BEGIN RECORDS PROVIDED
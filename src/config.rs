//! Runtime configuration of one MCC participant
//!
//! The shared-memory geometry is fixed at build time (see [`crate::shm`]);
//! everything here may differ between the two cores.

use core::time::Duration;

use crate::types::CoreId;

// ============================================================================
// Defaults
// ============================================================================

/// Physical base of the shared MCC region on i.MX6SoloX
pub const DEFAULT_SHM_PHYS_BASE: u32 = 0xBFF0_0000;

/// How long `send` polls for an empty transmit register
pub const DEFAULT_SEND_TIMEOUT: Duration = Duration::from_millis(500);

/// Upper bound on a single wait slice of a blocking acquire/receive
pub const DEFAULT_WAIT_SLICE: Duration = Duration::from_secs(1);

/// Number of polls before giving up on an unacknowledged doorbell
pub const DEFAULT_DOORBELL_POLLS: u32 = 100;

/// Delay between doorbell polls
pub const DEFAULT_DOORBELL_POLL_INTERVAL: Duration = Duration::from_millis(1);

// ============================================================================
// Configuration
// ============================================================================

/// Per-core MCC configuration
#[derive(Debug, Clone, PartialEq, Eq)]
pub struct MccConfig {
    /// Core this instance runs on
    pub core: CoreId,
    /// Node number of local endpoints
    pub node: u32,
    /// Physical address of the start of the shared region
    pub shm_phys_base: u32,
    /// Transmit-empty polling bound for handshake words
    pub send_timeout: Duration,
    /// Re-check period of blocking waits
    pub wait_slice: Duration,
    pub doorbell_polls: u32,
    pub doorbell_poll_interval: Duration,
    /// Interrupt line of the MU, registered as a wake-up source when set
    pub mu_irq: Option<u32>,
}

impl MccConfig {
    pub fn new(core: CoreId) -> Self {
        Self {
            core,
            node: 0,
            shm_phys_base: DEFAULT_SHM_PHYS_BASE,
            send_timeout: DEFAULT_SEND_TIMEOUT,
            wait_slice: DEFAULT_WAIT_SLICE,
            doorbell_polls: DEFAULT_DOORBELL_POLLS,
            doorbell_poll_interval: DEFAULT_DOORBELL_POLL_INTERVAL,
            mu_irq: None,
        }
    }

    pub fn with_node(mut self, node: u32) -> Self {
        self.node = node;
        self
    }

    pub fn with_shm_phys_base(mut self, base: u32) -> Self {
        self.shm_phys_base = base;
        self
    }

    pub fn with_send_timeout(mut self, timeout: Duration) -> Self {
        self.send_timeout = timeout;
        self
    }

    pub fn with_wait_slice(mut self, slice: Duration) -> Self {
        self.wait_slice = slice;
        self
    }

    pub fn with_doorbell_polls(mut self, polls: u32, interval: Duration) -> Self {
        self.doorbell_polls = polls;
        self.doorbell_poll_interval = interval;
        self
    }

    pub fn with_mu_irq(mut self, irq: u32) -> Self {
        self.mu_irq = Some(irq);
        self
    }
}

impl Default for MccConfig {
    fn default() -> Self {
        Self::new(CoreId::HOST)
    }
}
END RECORDS PROVIDED
BEGIN RECORDS PROVIDED
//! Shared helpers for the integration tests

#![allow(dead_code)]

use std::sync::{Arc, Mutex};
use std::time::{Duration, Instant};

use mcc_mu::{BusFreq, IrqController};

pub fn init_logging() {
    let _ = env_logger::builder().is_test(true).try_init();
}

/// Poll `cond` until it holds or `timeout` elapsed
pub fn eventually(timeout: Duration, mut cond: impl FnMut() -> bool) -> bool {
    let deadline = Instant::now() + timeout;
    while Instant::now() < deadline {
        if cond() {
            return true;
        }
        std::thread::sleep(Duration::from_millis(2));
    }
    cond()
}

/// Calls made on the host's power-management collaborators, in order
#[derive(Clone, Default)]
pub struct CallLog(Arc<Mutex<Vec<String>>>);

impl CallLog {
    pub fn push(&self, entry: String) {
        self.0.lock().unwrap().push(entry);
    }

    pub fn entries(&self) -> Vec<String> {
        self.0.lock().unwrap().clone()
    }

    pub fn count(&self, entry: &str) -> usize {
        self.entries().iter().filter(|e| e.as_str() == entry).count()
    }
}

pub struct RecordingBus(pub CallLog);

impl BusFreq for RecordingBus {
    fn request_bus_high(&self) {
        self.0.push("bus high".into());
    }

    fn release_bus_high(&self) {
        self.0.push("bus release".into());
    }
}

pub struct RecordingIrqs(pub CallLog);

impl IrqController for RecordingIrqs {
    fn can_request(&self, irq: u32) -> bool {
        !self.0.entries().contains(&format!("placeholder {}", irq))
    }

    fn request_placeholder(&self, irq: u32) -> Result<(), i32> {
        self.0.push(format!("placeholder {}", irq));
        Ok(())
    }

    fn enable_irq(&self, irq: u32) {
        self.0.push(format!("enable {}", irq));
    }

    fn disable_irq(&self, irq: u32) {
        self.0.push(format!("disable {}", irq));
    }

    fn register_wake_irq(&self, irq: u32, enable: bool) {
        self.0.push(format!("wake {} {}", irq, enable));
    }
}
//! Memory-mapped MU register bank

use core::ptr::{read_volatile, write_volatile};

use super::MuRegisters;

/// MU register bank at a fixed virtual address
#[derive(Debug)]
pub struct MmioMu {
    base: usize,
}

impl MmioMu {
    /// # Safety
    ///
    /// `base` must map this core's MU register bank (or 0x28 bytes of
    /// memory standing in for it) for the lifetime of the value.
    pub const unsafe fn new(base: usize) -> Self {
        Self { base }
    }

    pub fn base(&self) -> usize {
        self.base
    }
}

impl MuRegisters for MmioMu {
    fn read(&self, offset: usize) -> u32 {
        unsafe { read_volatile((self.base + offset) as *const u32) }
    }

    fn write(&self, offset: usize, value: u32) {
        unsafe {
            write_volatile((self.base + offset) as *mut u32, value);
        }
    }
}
END RECORDS PROVIDED
◆ **TASK OBJECTIVE**:
How many lines of the material above hold "MccConfig"? Answer with that number alone.

◆ **FINISHED TASK**:
3